Gold

Gold is doing great for me; I have most of my 'loose change' in Kg bars. Started buying in the early 1980's, and again major buys in the late 1990's. After hovering around baselines of $1,100-$1200 recently it's gone up to around $1,500 or so, which on my average basis costs of around $350 an ounce is an 80% advance, and I'm selling some to get a new truck and some nice stuff for the grandkids for Christmas. I've never regretted buying all I could afford to for going on 5 decades.

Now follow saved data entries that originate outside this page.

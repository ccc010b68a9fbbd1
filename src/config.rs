//! Column index configuration and DDL-time option validation.
//!
//! Modeled on the teacher's `engine::EngineConfig` — a plain struct
//! of tuning knobs — but validated eagerly at `CREATE CUSTOM INDEX` time
//! (spec class-1 errors: surfaced at statement prepare, no side effects),
//! the way `compaction` validates its strategy thresholds before
//! a compaction round ever runs.

use thiserror::Error;

/// Errors raised while validating a [`ColumnIndexOptions`] against an
/// [`IndexedColumnKind`].
#[derive(Debug, Error, PartialEq, Eq)]
pub enum ConfigError {
    /// An option key was not recognised at all.
    #[error("unknown index option: {0}")]
    UnknownOption(String),

    /// An option was supplied for the wrong column kind (e.g.
    /// `bkd_postings_skip` on a literal index).
    #[error("option `{option}` is not valid for a {kind:?} index")]
    WrongKind {
        /// The offending option name.
        option: &'static str,
        /// The column kind it was applied to.
        kind: IndexedColumnKind,
    },

    /// A numeric option violated its documented bound.
    #[error("option `{option}` must be {constraint}, got {value}")]
    OutOfRange {
        /// The offending option name.
        option: &'static str,
        /// Human-readable constraint description.
        constraint: &'static str,
        /// The value that was rejected.
        value: i64,
    },

    /// An enum-valued option (`similarity_function`, `source_model`, ...)
    /// received a string that doesn't match any known variant.
    #[error("invalid value `{value}` for option `{option}`")]
    InvalidValue {
        /// The offending option name.
        option: &'static str,
        /// The unrecognised value.
        value: String,
    },
}

/// Discriminates the three kinds of indexable column.
#[derive(Debug, Clone, Copy, PartialEq, Eq, Hash)]
pub enum IndexedColumnKind {
    /// Strings, booleans, UUIDs, tuples, frozen collections, map
    /// keys/values/entries.
    Literal,
    /// All numeric and temporal types.
    Numeric,
    /// `vector<float, N>`.
    Vector,
}

/// The literal-collection variant a `Literal` index was declared over, if
/// any (§6 operator acceptance matrix — `KEYS`/`VALUES`/`ENTRIES`/`FULL`).
#[derive(Debug, Clone, Copy, PartialEq, Eq, Hash, Default)]
pub enum CollectionVariant {
    /// Not a collection column.
    #[default]
    None,
    /// `FULL(frozen<...>)`.
    Full,
    /// `KEYS(map)`.
    Keys,
    /// `VALUES(map)`.
    Values,
    /// `ENTRIES(map)`.
    Entries,
}

/// Tokenization/normalization pipeline applied to literal terms before they
/// are inserted into the trie. Deliberately limited per spec.md's
/// Non-goals: no SQL-style analyzer pipelines beyond these four knobs.
#[derive(Debug, Clone, Copy, PartialEq, Eq, Default)]
pub enum IndexAnalyzer {
    /// No tokenization: the whole (cased, normalized, folded) value is one term.
    #[default]
    NoOp,
    /// Split on whitespace, emitting one term per token.
    Whitespace,
}

/// Vector similarity function.
#[derive(Debug, Clone, Copy, PartialEq, Eq, Default)]
pub enum SimilarityFunction {
    /// Cosine similarity (default). Rejects zero/near-zero/non-finite vectors.
    #[default]
    Cosine,
    /// Raw dot product.
    DotProduct,
    /// Negative squared Euclidean distance (larger = closer).
    Euclidean,
}

/// Named embedding-source presets selecting default similarity + PQ tuning.
#[derive(Debug, Clone, Copy, PartialEq, Eq, Default)]
pub enum SourceModel {
    /// `text-embedding-ada-002` (OpenAI): 1536-dim, cosine.
    Ada002,
    /// `text-embedding-3-small` (OpenAI): 1536-dim, cosine.
    OpenAiV3Small,
    /// Google's `gecko` embedding family: 768-dim, cosine.
    Gecko,
    /// No known preset; use explicit options.
    #[default]
    Other,
}

impl SourceModel {
    fn parse(value: &str) -> Option<Self> {
        Some(match value {
            "ada002" => Self::Ada002,
            "openai-v3-small" => Self::OpenAiV3Small,
            "gecko" => Self::Gecko,
            "other" => Self::Other,
            _ => return None,
        })
    }

    /// Default similarity function implied by this preset.
    pub fn default_similarity(self) -> SimilarityFunction {
        match self {
            Self::Ada002 | Self::OpenAiV3Small | Self::Gecko | Self::Other => {
                SimilarityFunction::Cosine
            }
        }
    }
}

/// Fully validated options for one column index descriptor.
///
/// Constructed only via [`ColumnIndexOptions::validate`]; an instance in
/// hand is guaranteed consistent with its [`IndexedColumnKind`].
#[derive(Debug, Clone)]
pub struct ColumnIndexOptions {
    /// Resolved column kind.
    pub kind: IndexedColumnKind,
    /// Collection variant, if `kind` is `Literal` over a collection.
    pub collection: CollectionVariant,

    // -- literal-only --
    /// Fold ASCII/unicode case before indexing (default true, i.e.
    /// case-*insensitive* requires `case_sensitive: false`).
    pub case_sensitive: bool,
    /// NFC-normalize before indexing.
    pub normalize: bool,
    /// ASCII-fold (strip diacritics) before indexing.
    pub ascii: bool,
    /// Tokenization pipeline.
    pub analyzer: IndexAnalyzer,

    // -- vector-only --
    /// Similarity function.
    pub similarity_function: SimilarityFunction,
    /// Embedding source preset.
    pub source_model: SourceModel,

    // -- numeric-only --
    /// Depth modulus controlling which internal BKD nodes get precomputed
    /// postings (`depth % bkd_postings_skip == 0`). `>= 1`.
    pub bkd_postings_skip: u32,
    /// Minimum descendant-leaf count for an internal BKD node to qualify
    /// for precomputed postings. `>= 1`.
    pub bkd_postings_min_leaves: u32,
}

impl Default for ColumnIndexOptions {
    fn default() -> Self {
        Self {
            kind: IndexedColumnKind::Literal,
            collection: CollectionVariant::None,
            case_sensitive: true,
            normalize: false,
            ascii: false,
            analyzer: IndexAnalyzer::NoOp,
            similarity_function: SimilarityFunction::Cosine,
            source_model: SourceModel::Other,
            bkd_postings_skip: 3,
            bkd_postings_min_leaves: 4,
        }
    }
}

/// Raw, unvalidated DDL options as the parser would hand them to us:
/// string keys, string values. Validation is the only place that ever
/// looks at the key spelling.
pub type RawOptions<'a> = &'a [(&'a str, &'a str)];

impl ColumnIndexOptions {
    /// Validates a raw option list against a declared column kind, failing
    /// fast (no side effects) the way spec.md class-1 errors require.
    pub fn validate(
        kind: IndexedColumnKind,
        collection: CollectionVariant,
        raw: RawOptions,
    ) -> Result<Self, ConfigError> {
        let mut opts = Self {
            kind,
            collection,
            ..Self::default()
        };

        for &(key, value) in raw {
            match key {
                "case_sensitive" => {
                    require_kind(kind, IndexedColumnKind::Literal, "case_sensitive")?;
                    opts.case_sensitive = parse_bool("case_sensitive", value)?;
                }
                "normalize" => {
                    require_kind(kind, IndexedColumnKind::Literal, "normalize")?;
                    opts.normalize = parse_bool("normalize", value)?;
                }
                "ascii" => {
                    require_kind(kind, IndexedColumnKind::Literal, "ascii")?;
                    opts.ascii = parse_bool("ascii", value)?;
                }
                "index_analyzer" => {
                    require_kind(kind, IndexedColumnKind::Literal, "index_analyzer")?;
                    opts.analyzer = match value {
                        "whitespace" => IndexAnalyzer::Whitespace,
                        _ => {
                            return Err(ConfigError::InvalidValue {
                                option: "index_analyzer",
                                value: value.to_string(),
                            });
                        }
                    };
                }
                "similarity_function" => {
                    require_kind(kind, IndexedColumnKind::Vector, "similarity_function")?;
                    opts.similarity_function = match value {
                        "cosine" => SimilarityFunction::Cosine,
                        "dot_product" => SimilarityFunction::DotProduct,
                        "euclidean" => SimilarityFunction::Euclidean,
                        _ => {
                            return Err(ConfigError::InvalidValue {
                                option: "similarity_function",
                                value: value.to_string(),
                            });
                        }
                    };
                }
                "source_model" => {
                    require_kind(kind, IndexedColumnKind::Vector, "source_model")?;
                    let model = SourceModel::parse(value).ok_or_else(|| ConfigError::InvalidValue {
                        option: "source_model",
                        value: value.to_string(),
                    })?;
                    opts.source_model = model;
                }
                "bkd_postings_skip" => {
                    require_kind(kind, IndexedColumnKind::Numeric, "bkd_postings_skip")?;
                    opts.bkd_postings_skip = parse_u32_min("bkd_postings_skip", value, 1)?;
                }
                "bkd_postings_min_leaves" => {
                    require_kind(kind, IndexedColumnKind::Numeric, "bkd_postings_min_leaves")?;
                    opts.bkd_postings_min_leaves =
                        parse_u32_min("bkd_postings_min_leaves", value, 1)?;
                }
                other => return Err(ConfigError::UnknownOption(other.to_string())),
            }
        }

        // `source_model` sets the similarity default when the caller didn't
        // explicitly pass `similarity_function`.
        if kind == IndexedColumnKind::Vector
            && !raw.iter().any(|&(k, _)| k == "similarity_function")
            && raw.iter().any(|&(k, _)| k == "source_model")
        {
            opts.similarity_function = opts.source_model.default_similarity();
        }

        Ok(opts)
    }
}

fn require_kind(
    actual: IndexedColumnKind,
    expected: IndexedColumnKind,
    option: &'static str,
) -> Result<(), ConfigError> {
    if actual == expected {
        Ok(())
    } else {
        Err(ConfigError::WrongKind {
            option,
            kind: actual,
        })
    }
}

fn parse_bool(option: &'static str, value: &str) -> Result<bool, ConfigError> {
    match value {
        "true" => Ok(true),
        "false" => Ok(false),
        _ => Err(ConfigError::InvalidValue {
            option,
            value: value.to_string(),
        }),
    }
}

fn parse_u32_min(option: &'static str, value: &str, min: u32) -> Result<u32, ConfigError> {
    let parsed: i64 = value.parse().map_err(|_| ConfigError::InvalidValue {
        option,
        value: value.to_string(),
    })?;
    if parsed < min as i64 {
        return Err(ConfigError::OutOfRange {
            option,
            constraint: "greater than or equal to 1",
            value: parsed,
        });
    }
    u32::try_from(parsed).map_err(|_| ConfigError::OutOfRange {
        option,
        constraint: "representable as u32",
        value: parsed,
    })
}

#[cfg(test)]
mod tests {
    use super::*;

    #[test]
    fn defaults_are_sensible() {
        let opts = ColumnIndexOptions::default();
        assert!(opts.case_sensitive);
        assert!(!opts.normalize);
        assert_eq!(opts.bkd_postings_skip, 3);
        assert_eq!(opts.bkd_postings_min_leaves, 4);
    }

    #[test]
    fn rejects_wrong_kind_option() {
        let err = ColumnIndexOptions::validate(
            IndexedColumnKind::Literal,
            CollectionVariant::None,
            &[("bkd_postings_skip", "2")],
        )
        .unwrap_err();
        assert!(matches!(err, ConfigError::WrongKind { .. }));
    }

    #[test]
    fn rejects_unknown_option() {
        let err = ColumnIndexOptions::validate(
            IndexedColumnKind::Literal,
            CollectionVariant::None,
            &[("not_a_real_option", "x")],
        )
        .unwrap_err();
        assert!(matches!(err, ConfigError::UnknownOption(_)));
    }

    #[test]
    fn rejects_bkd_skip_below_one() {
        let err = ColumnIndexOptions::validate(
            IndexedColumnKind::Numeric,
            CollectionVariant::None,
            &[("bkd_postings_skip", "0")],
        )
        .unwrap_err();
        assert!(matches!(err, ConfigError::OutOfRange { .. }));
    }

    #[test]
    fn source_model_sets_similarity_default() {
        let opts = ColumnIndexOptions::validate(
            IndexedColumnKind::Vector,
            CollectionVariant::None,
            &[("source_model", "ada002")],
        )
        .unwrap();
        assert_eq!(opts.similarity_function, SimilarityFunction::Cosine);
    }

    #[test]
    fn explicit_similarity_overrides_source_model_default() {
        // Order in the option list shouldn't matter; explicit always wins.
        let opts = ColumnIndexOptions::validate(
            IndexedColumnKind::Vector,
            CollectionVariant::None,
            &[("source_model", "ada002"), ("similarity_function", "euclidean")],
        )
        .unwrap();
        assert_eq!(opts.similarity_function, SimilarityFunction::Euclidean);
    }
}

recently it's gone up to around $1,500 or so, which on my average basis costs of around $350 an ounce is an 80% advance,

$350 to $1500 is an 80% advance...……….?

If your $350 investment takes 20 years to be worth $1,500, I calculate the annual compound increase at about 7.55%. Not a bad rate of return. Gold and silver have I some, just as insurance in case of financial disaster. I'll trade my Mercury Head dimes to the locals in return for hay for my sheep.

The original has been rolled over several times in 20 years; since it was up over 80% on my basis costs I sold some off, bought some goodies, and have a reserve to repurchase the amount sold off later. It may still rise some more, in which case I might sell some more, but for now I'm happy.
 
In an awful farm economy thanks to trade tariff, a well used John Deere R4045 cost $435,000, 10 years ago I bought one for $59,000. Over that same time period the $1 McDouble at McDonalds, doubled to $2 today! But there is no inflation! Move along, nothing to see here!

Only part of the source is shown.